1. Accused 1 and 2 in S. C. No. 107 of 1949 on the file of the Court of Session, Coimbatore division, have been convicted and sentenced to death for the murder of one Giri Gowda just after dusk on 23rd October 1948 at the village of Doddinduvadi in Coimbatore district. They were also convicted under Section 201, Penal Code, for causing disappearance of the evidence of murder. There were two other charges, viz., that against accused 1 with having caused simple hurt to Siddha Chetty (P. W. 3) and accused 2 with having caused simple hurt to Siddha Gowda (P.W. 1). For these minor offences, accused 1 was sentenced to rigorous imprisonment for two months and accused 2 also to rigorous imprisonment for the same period. Accused 3 who is the appellant in C. A. No. 660 of 1949 was found guilty of an offence under Section 201, Penal Code along with accused 1 and 2 and sentenced to rigorous imprisonment for five years. The referred trial and the appeals by the accused have been heard together and we have heard arguments from Mr. V. Rajagopalachari for accused 1 and 2 and from Mr. P.S. Balakrishna Aiyar for accused 3. As the facts and circumstances are so interconnected that it will be convenient to deal with the two appeals to gather, we do not intend to deliver separate judgments in each of the appeals.

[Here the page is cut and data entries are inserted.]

//! Event id and Schnorr signature verification, plus signing of
//! relay-authored events.

use once_cell::sync::Lazy;
use secp256k1::schnorr::Signature;
use secp256k1::{All, Keypair, Secp256k1, SecretKey, VerifyOnly, XOnlyPublicKey};

use super::{canonical, Event, EventError};

static SECP_VERIFY: Lazy<Secp256k1<VerifyOnly>> = Lazy::new(Secp256k1::verification_only);
static SECP_SIGN: Lazy<Secp256k1<All>> = Lazy::new(Secp256k1::new);

/// Verify an event: recompute the id over the canonical form, compare
/// byte-equal against the id field, then check the Schnorr signature of the
/// id against the pubkey.
pub fn verify(event: &Event) -> Result<(), EventError> {
    if canonical::id_of(event) != event.id {
        return Err(EventError::IdMismatch);
    }
    let pubkey = XOnlyPublicKey::from_slice(&event.pubkey)
        .map_err(|e| EventError::Malformed(format!("bad pubkey: {e}")))?;
    let sig = Signature::from_slice(&event.sig)
        .map_err(|e| EventError::Malformed(format!("bad signature encoding: {e}")))?;
    SECP_VERIFY
        .verify_schnorr(&sig, &event.id, &pubkey)
        .map_err(|_| EventError::BadSignature)
}

/// X-only public key bytes for a secret key.
pub fn pubkey_of(secret: &SecretKey) -> crate::event::Pubkey {
    let keypair = Keypair::from_secret_key(&SECP_SIGN, secret);
    keypair.x_only_public_key().0.serialize()
}

/// Build and sign an event with the given secret key. Fills in `pubkey`,
/// `id` and `sig`.
pub fn sign_event(
    secret: &SecretKey,
    created_at: i64,
    kind: u16,
    tags: Vec<Vec<String>>,
    content: String,
) -> Event {
    let keypair = Keypair::from_secret_key(&SECP_SIGN, secret);
    let (xonly, _parity) = keypair.x_only_public_key();
    let mut event = Event {
        id: [0; 32],
        pubkey: xonly.serialize(),
        created_at,
        kind,
        tags,
        content,
        sig: [0; 64],
    };
    event.id = canonical::id_of(&event);
    let sig = SECP_SIGN.sign_schnorr(&event.id, &keypair);
    event.sig.copy_from_slice(sig.as_ref());
    event
}

#[cfg(test)]
pub(crate) mod test_support {
    use super::*;

    /// A deterministic secret key for tests; `seed` must be nonzero.
    pub fn test_key(seed: u8) -> SecretKey {
        SecretKey::from_slice(&[seed; 32]).expect("valid test key")
    }

    /// Shorthand: a signed text note.
    pub fn signed_note(seed: u8, created_at: i64, content: &str) -> Event {
        sign_event(&test_key(seed), created_at, 1, vec![], content.to_string())
    }
}

#[cfg(test)]
mod tests {
    use super::test_support::*;
    use super::*;

    #[test]
    fn test_sign_and_verify() {
        let event = signed_note(7, 1_700_000_000, "verified");
        assert!(verify(&event).is_ok());
    }

    #[test]
    fn test_verify_detects_id_tamper() {
        let mut event = signed_note(7, 1_700_000_000, "original");
        event.content = "tampered".to_string();
        assert!(matches!(verify(&event), Err(EventError::IdMismatch)));
    }

    #[test]
    fn test_verify_detects_sig_tamper() {
        let mut event = signed_note(7, 1_700_000_000, "original");
        event.sig[0] ^= 0x01;
        assert!(matches!(verify(&event), Err(EventError::BadSignature)));
    }

    #[test]
    fn test_verify_detects_wrong_author() {
        let mut event = signed_note(7, 1_700_000_000, "original");
        let other = sign_event(&test_key(9), 1_700_000_000, 1, vec![], "x".into());
        event.pubkey = other.pubkey;
        // pubkey is part of the canonical form, so the id no longer matches
        assert!(verify(&event).is_err());
    }
}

2-4. Shortly put, the prosecution case is that accused 1 and 2 were on inimical terms with the deceased Giri Gowda and therefore they, along with a number of other people, lay in wait on the evening of 23rd October 1948 when Giri Gowda was returning from Kollegal to his village, waylaid him, dragged him out of the jutka in which he was travelling and then accused 1 stabbed him and accused 2 beat him. Thereafter he was carried to nearby place where again he was stabbed and beaten as a result of which he expired. It is further stated that after sometime both accused 1 and 2 exclaimed that Giri Gowda was dead and there, fore they should carry him away. The evidence in the case further proves that he was carried away from the scene of crime and later on has not been heard of at all. [After setting out the case for the prosecution and reviewing the evidence, His Lordship proceeded :]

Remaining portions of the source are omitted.